Review © Jane Freebury
Fading stars facing tough new realities is a subject that has been worked to brilliant effect on screen. It received definitive, hysterical treatment in black-and-white in Sunset Boulevard and What Ever Happened to Baby Jane? Ingmar Bergman also touched on the subject in his startling, minimalist masterpiece about a former actress, Persona. There is, however, always more to say.
The French screenwriter-director Olivier Assayas has certainly found more mileage in it in this lithe and supple study of a mature actress Maria Enders (Juliette Binoche) in a quandary about a part she has been asked to play. In a revival of the play that launched her career twenty years ago as an alluring young woman who disarms and destroys the older woman who is her boss, Enders has been asked to play the older woman this time round. Oh, how quickly the tables turn on screen.
The ageless Binoche, still looking superb at 50, plays opposite Kristen Stewart, already a big star because of the Twilight series, if not a fully credentialed actress. The young American has already surely made her fortune, but we are now seeing more of the range already glimpsed in On the Road.
In Clouds of Sils Maria, Stewart is Maria’s personal assistant, Valentine. A cool and confident operator, managing the affairs of a star in demand smoothly, and lending a wolf whistle to the applause when Maria wows an audience in a plunging Chanel gown.
It becomes clear that it is actually Valentine who will become Maria’s nemesis, not the scandal-prone young actress (Chloe Grace Moretz) who will take the role that the young Maria once played. We never get to see precisely how that dynamic works, though there are hints that Maria sees versions of her former, reckless, life-embracing young self in both of the young women.
Assayas, a veteran director best known for Irma Vep, admired for his Summer Hours and a former contributor to the esteemed Cahiers du Cinema, is also a screenwriter of some note. He has created a wonderful character study here of two women a generation apart who, at pivotal times in their lives, can see themselves in each other. I is also possible to see beyond the angst of celebrity that Maria is just another older woman faced with the challenge of letting go of her younger self.

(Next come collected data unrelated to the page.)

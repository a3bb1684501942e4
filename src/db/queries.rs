use chrono::{DateTime, Utc};
use sqlx::{PgPool, Postgres, QueryBuilder};

use super::models::ForecastRecord;
use crate::services::normalize::WAREHOUSE_COLUMNS;

/// Rows per INSERT statement. Each row binds 11 parameters and Postgres caps a
/// statement at 65535.
const INSERT_CHUNK_ROWS: usize = 5000;

// ---------------------------------------------------------------------------
// Warehouse
// ---------------------------------------------------------------------------

/// Latest issuance stored in the warehouse, `None` when it is empty.
pub async fn get_max_issuance_time(pool: &PgPool) -> Result<Option<DateTime<Utc>>, sqlx::Error> {
    sqlx::query_scalar::<_, Option<DateTime<Utc>>>("SELECT MAX(issuance_time) FROM gefs")
        .fetch_one(pool)
        .await
}

/// Distinct (issuance_time, valid_time, member) present from `since` onwards
/// for any of `members`.
pub async fn get_present_cells(
    pool: &PgPool,
    since: DateTime<Utc>,
    members: &[i32],
) -> Result<Vec<(DateTime<Utc>, DateTime<Utc>, i32)>, sqlx::Error> {
    sqlx::query_as::<_, (DateTime<Utc>, DateTime<Utc>, i32)>(
        "SELECT DISTINCT issuance_time, valid_time, member
         FROM gefs
         WHERE issuance_time >= $1 AND member = ANY($2)",
    )
    .bind(since)
    .bind(members)
    .fetch_all(pool)
    .await
}

/// Append records in one transaction. Any failed chunk rolls back the whole
/// batch. Returns the number of rows inserted.
pub async fn insert_forecast_batch(
    pool: &PgPool,
    records: &[ForecastRecord],
) -> Result<u64, sqlx::Error> {
    if records.is_empty() {
        return Ok(0);
    }

    let mut tx = pool.begin().await?;
    let mut inserted = 0u64;

    for chunk in records.chunks(INSERT_CHUNK_ROWS) {
        let mut builder: QueryBuilder<Postgres> =
            QueryBuilder::new(format!("INSERT INTO gefs ({}) ", WAREHOUSE_COLUMNS.join(", ")));
        builder.push_values(chunk, |mut row, r| {
            row.push_bind(r.issuance_time)
                .push_bind(r.valid_time)
                .push_bind(r.latitude)
                .push_bind(r.longitude)
                .push_bind(r.member)
                .push_bind(r.u10)
                .push_bind(r.v10)
                .push_bind(r.tp)
                .push_bind(r.tcc)
                .push_bind(r.t2m)
                .push_bind(r.prmsl);
        });
        inserted += builder.build().execute(&mut *tx).await?.rows_affected();
    }

    tx.commit().await?;
    Ok(inserted)
}

/// Warehouse rows of one issuance and member whose coordinates fall on the
/// given latitude and longitude sets, ordered by valid time.
pub async fn get_cell_forecasts(
    pool: &PgPool,
    issuance_time: DateTime<Utc>,
    member: i32,
    latitudes: &[f64],
    longitudes: &[f64],
) -> Result<Vec<ForecastRecord>, sqlx::Error> {
    sqlx::query_as::<_, ForecastRecord>(
        "SELECT issuance_time, valid_time, latitude, longitude, member,
                u10, v10, tp, tcc, t2m, prmsl
         FROM gefs
         WHERE issuance_time = $1
           AND member = $2
           AND latitude = ANY($3)
           AND longitude = ANY($4)
         ORDER BY valid_time, latitude, longitude",
    )
    .bind(issuance_time)
    .bind(member)
    .bind(latitudes)
    .bind(longitudes)
    .fetch_all(pool)
    .await
}

// ---------------------------------------------------------------------------
// Favourites
// ---------------------------------------------------------------------------

/// Insert-if-absent. Returns whether a row was added.
pub async fn add_favourite(
    pool: &PgPool,
    user_id: &str,
    location_id: i32,
) -> Result<bool, sqlx::Error> {
    let result = sqlx::query(
        "INSERT INTO favourites (user_id, location_id) VALUES ($1, $2)
         ON CONFLICT (user_id, location_id) DO NOTHING",
    )
    .bind(user_id)
    .bind(location_id)
    .execute(pool)
    .await?;
    Ok(result.rows_affected() > 0)
}

/// Returns whether a row was removed.
pub async fn remove_favourite(
    pool: &PgPool,
    user_id: &str,
    location_id: i32,
) -> Result<bool, sqlx::Error> {
    let result = sqlx::query("DELETE FROM favourites WHERE user_id = $1 AND location_id = $2")
        .bind(user_id)
        .bind(location_id)
        .execute(pool)
        .await?;
    Ok(result.rows_affected() > 0)
}

pub async fn list_favourites(pool: &PgPool, user_id: &str) -> Result<Vec<i32>, sqlx::Error> {
    sqlx::query_scalar::<_, i32>(
        "SELECT location_id FROM favourites WHERE user_id = $1 ORDER BY location_id",
    )
    .bind(user_id)
    .fetch_all(pool)
    .await
}
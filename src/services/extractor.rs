//! GRIB2 field extraction.
//!
//! A GEFS `pgrb2a` file carries one message per (parameter, level). The
//! extractor reads the messages belonging to the field groups we care about,
//! samples them at the lattice nodes and merges everything into one row per
//! (grid point, member).
//!
//! Each field group contributes a fixed subset of columns; a column no group
//! provided stays `None`.

use std::collections::BTreeMap;
use std::fs::File;
use std::io::BufReader;
use std::path::Path;

use crate::db::models::ForecastRecord;
use crate::services::lattice::{GridLattice, GridPoint};
use crate::services::links::DownloadTask;
use crate::services::normalize::normalize;

/// Member used when the source has no ensemble dimension (mean or single run).
const DEFAULT_MEMBER: i32 = -1;

/// GRIB2 fixed-surface codes (code table 4.5).
const SURFACE_GROUND: u8 = 1;
const SURFACE_ENTIRE_ATMOSPHERE: u8 = 10;
const SURFACE_MEAN_SEA_LEVEL: u8 = 101;
const SURFACE_HEIGHT_ABOVE_GROUND: u8 = 103;

/// Product templates describing an individual ensemble member (4.1, 4.11).
const ENSEMBLE_MEMBER_TEMPLATES: [u16; 2] = [1, 11];

#[derive(Debug, thiserror::Error)]
pub enum ExtractError {
    #[error("Download failed: {0}")]
    Download(String),
    #[error("Provider returned HTTP {0}")]
    HttpStatus(u16),
    #[error("IO error: {0}")]
    Io(#[from] std::io::Error),
    #[error("GRIB2 decode error: {0}")]
    Decode(String),
    #[error("No lattice fields found in file")]
    NoFields,
    #[error("Timed out after {0}s")]
    Timeout(u64),
    #[error("Worker failed: {0}")]
    Worker(String),
}

/// Warehouse measurement columns.
#[derive(Debug, Clone, Copy, PartialEq, Eq)]
pub enum Column {
    U10,
    V10,
    Tp,
    Tcc,
    T2m,
    Prmsl,
}

/// (discipline, parameter category, parameter number) per code table 4.2.
type ParamKey = (u8, u8, u8);

/// Level-type filters applied to a file, each selecting a known set of
/// parameters.
#[derive(Debug, Clone, Copy, PartialEq, Eq)]
pub enum FieldGroup {
    TwoMetre,
    TenMetre,
    MeanSea,
    Surface,
    Atmosphere,
}

impl FieldGroup {
    /// Groups to read for a given lead hour.
    ///
    /// The analysis file (lead 0) has no accumulated or averaged
    /// entire-atmosphere fields, so that group is not requested.
    pub fn for_lead_hours(lead_hours: i64) -> Vec<FieldGroup> {
        let mut groups = vec![
            FieldGroup::TwoMetre,
            FieldGroup::TenMetre,
            FieldGroup::MeanSea,
            FieldGroup::Surface,
        ];
        if lead_hours != 0 {
            groups.push(FieldGroup::Atmosphere);
        }
        groups
    }

    fn surface(self) -> (u8, Option<f64>) {
        match self {
            FieldGroup::TwoMetre => (SURFACE_HEIGHT_ABOVE_GROUND, Some(2.0)),
            FieldGroup::TenMetre => (SURFACE_HEIGHT_ABOVE_GROUND, Some(10.0)),
            FieldGroup::MeanSea => (SURFACE_MEAN_SEA_LEVEL, None),
            FieldGroup::Surface => (SURFACE_GROUND, None),
            FieldGroup::Atmosphere => (SURFACE_ENTIRE_ATMOSPHERE, None),
        }
    }

    fn parameters(self) -> &'static [(ParamKey, Column)] {
        match self {
            FieldGroup::TwoMetre => &[((0, 0, 0), Column::T2m)],
            FieldGroup::TenMetre => &[((0, 2, 2), Column::U10), ((0, 2, 3), Column::V10)],
            FieldGroup::MeanSea => &[((0, 3, 1), Column::Prmsl)],
            FieldGroup::Surface => &[((0, 1, 8), Column::Tp)],
            FieldGroup::Atmosphere => &[((0, 6, 1), Column::Tcc)],
        }
    }

    fn matches_surface(self, surface_type: u8, level: f64) -> bool {
        let (wanted_type, wanted_level) = self.surface();
        surface_type == wanted_type
            && wanted_level.map_or(true, |l| (l - level).abs() < 1e-6)
    }
}

/// Column a message feeds, if any of the active groups selects it.
pub fn select_column(
    groups: &[FieldGroup],
    param: (u8, u8, u8),
    surface_type: u8,
    level: f64,
) -> Option<Column> {
    groups
        .iter()
        .filter(|g| g.matches_surface(surface_type, level))
        .flat_map(|g| g.parameters().iter())
        .find(|(key, _)| *key == param)
        .map(|(_, column)| *column)
}

/// One decoded message, sampled at lattice nodes.
#[derive(Debug, Clone)]
pub struct DecodedField {
    pub column: Column,
    /// `Some(n)` when the message belongs to an individual ensemble member.
    pub member: Option<i32>,
    pub values: Vec<(GridPoint, Option<f64>)>,
}

/// Merged measurements for one (grid point, member).
#[derive(Debug, Clone, Default, PartialEq)]
pub struct MergedRow {
    pub point: GridPoint,
    pub member: i32,
    pub u10: Option<f64>,
    pub v10: Option<f64>,
    pub tp: Option<f64>,
    pub tcc: Option<f64>,
    pub t2m: Option<f64>,
    pub prmsl: Option<f64>,
}

impl MergedRow {
    fn set(&mut self, column: Column, value: Option<f64>) {
        let slot = match column {
            Column::U10 => &mut self.u10,
            Column::V10 => &mut self.v10,
            Column::Tp => &mut self.tp,
            Column::Tcc => &mut self.tcc,
            Column::T2m => &mut self.t2m,
            Column::Prmsl => &mut self.prmsl,
        };
        *slot = value;
    }
}

/// Outer-join decoded fields on (longitude, latitude, member).
///
/// At lead hour zero precipitation and cloud cover are forced to `None`:
/// neither exists at the analysis instant and zero would read as a real value.
pub fn merge_fields(
    fields: &[DecodedField],
    lead_hours: i64,
) -> Result<Vec<MergedRow>, ExtractError> {
    if fields.is_empty() {
        return Err(ExtractError::NoFields);
    }

    let mut rows: BTreeMap<(i32, i32, i32), MergedRow> = BTreeMap::new();
    for field in fields {
        let member = field.member.unwrap_or(DEFAULT_MEMBER);
        for &(point, value) in &field.values {
            let row = rows
                .entry((point.longitude, point.latitude, member))
                .or_insert_with(|| MergedRow {
                    point,
                    member,
                    ..MergedRow::default()
                });
            row.set(field.column, value);
        }
    }

    if lead_hours == 0 {
        for row in rows.values_mut() {
            row.tp = None;
            row.tcc = None;
        }
    }

    Ok(rows.into_values().collect())
}

fn decode_error(e: impl std::fmt::Display) -> ExtractError {
    ExtractError::Decode(e.to_string())
}

/// Read the messages of `path` selected by `groups`, sampled at lattice nodes.
pub fn decode_file(
    path: &Path,
    lattice: &GridLattice,
    groups: &[FieldGroup],
    task_member: i32,
) -> Result<Vec<DecodedField>, ExtractError> {
    let reader = BufReader::new(File::open(path)?);
    let grib2 = grib::from_reader(reader).map_err(decode_error)?;

    let mut fields = Vec::new();
    for (_index, submessage) in grib2.iter() {
        let discipline = submessage.indicator().discipline;
        let prod_def = submessage.prod_def();
        let (Some(category), Some(number)) =
            (prod_def.parameter_category(), prod_def.parameter_number())
        else {
            continue;
        };
        let Some((surface, _)) = prod_def.fixed_surfaces() else {
            continue;
        };
        let Some(column) = select_column(
            groups,
            (discipline, category, number),
            surface.surface_type,
            surface.value(),
        ) else {
            continue;
        };

        let member = ENSEMBLE_MEMBER_TEMPLATES
            .contains(&prod_def.prod_tmpl_num())
            .then_some(task_member);

        let latlons: Vec<(f32, f32)> = submessage.latlons().map_err(decode_error)?.collect();
        let decoder = grib::Grib2SubmessageDecoder::from(submessage).map_err(decode_error)?;
        let decoded = decoder.dispatch().map_err(decode_error)?;

        let values = latlons
            .into_iter()
            .zip(decoded)
            .filter_map(|((lat, lon), value)| {
                lattice.node_at(lat, lon).map(|point| {
                    let value = value.is_finite().then_some(f64::from(value));
                    (point, value)
                })
            })
            .collect::<Vec<_>>();

        if values.is_empty() {
            continue;
        }

        fields.push(DecodedField {
            column,
            member,
            values,
        });
    }

    Ok(fields)
}

/// Decode, merge and normalize one downloaded file.
pub fn extract_file(
    path: &Path,
    task: &DownloadTask,
    lattice: &GridLattice,
) -> Result<Vec<ForecastRecord>, ExtractError> {
    let lead_hours = task.lead_hours();
    let groups = FieldGroup::for_lead_hours(lead_hours);
    let fields = decode_file(path, lattice, &groups, task.member)?;
    let rows = merge_fields(&fields, lead_hours)?;

    tracing::debug!(
        "Extracted {} fields into {} rows from {}",
        fields.len(),
        rows.len(),
        task.url
    );

    Ok(normalize(task, rows))
}
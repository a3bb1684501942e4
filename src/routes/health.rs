use axum::extract::State;
use axum::Json;
use serde::Serialize;
use sqlx::PgPool;
use utoipa::ToSchema;

use crate::db::queries;

/// Health check response.
#[derive(Debug, Serialize, ToSchema)]
pub struct HealthResponse {
    /// Service status ("ok" when healthy, "degraded" when DB is unreachable)
    pub status: String,
    /// API version
    pub version: String,
    /// Whether the database is reachable
    pub database: bool,
    /// Latest issuance in the warehouse (RFC 3339), absent when empty or unreachable
    pub latest_issuance_time: Option<String>,
}

/// Health check endpoint.
///
/// Reports the API version, database connectivity and how far the warehouse
/// has been filled. Returns status "degraded" (still 200) if the DB is
/// unreachable, so load balancers can distinguish partial failures.
#[utoipa::path(
    get,
    path = "/api/v1/health",
    tag = "Health",
    responses(
        (status = 200, description = "Service is healthy", body = HealthResponse),
    )
)]
pub async fn health_check(State(pool): State<PgPool>) -> Json<HealthResponse> {
    let latest = queries::get_max_issuance_time(&pool).await;
    let db_ok = latest.is_ok();
    if let Err(e) = &latest {
        tracing::warn!("Health check could not reach the database: {}", e);
    }

    Json(HealthResponse {
        status: if db_ok {
            "ok".to_string()
        } else {
            "degraded".to_string()
        },
        version: env!("CARGO_PKG_VERSION").to_string(),
        database: db_ok,
        latest_issuance_time: latest.ok().flatten().map(|t| t.to_rfc3339()),
    })
}
pub mod extractor;
pub mod gaps;
pub mod gefs;
pub mod ingester;
pub mod interpolation;
pub mod lattice;
pub mod links;
pub mod loader;
pub mod normalize;
pub mod presentation;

The look of the film is the work of Yorick Le Saux, a cinematographer with an interesting filmography that includes I Am Love, Swimming Pool and Only Lovers Left Alive. In intimate style here, he has broken through the aura of the star, with hand-held, immediate and reactive camerawork.
Set in the Alps and in trains and cafe-bars, Clouds still manages to feel very intimate. A nebulous title, two powerful women and a thoughtful, sensitive and at times elusive screenplay make for a very good film indeed.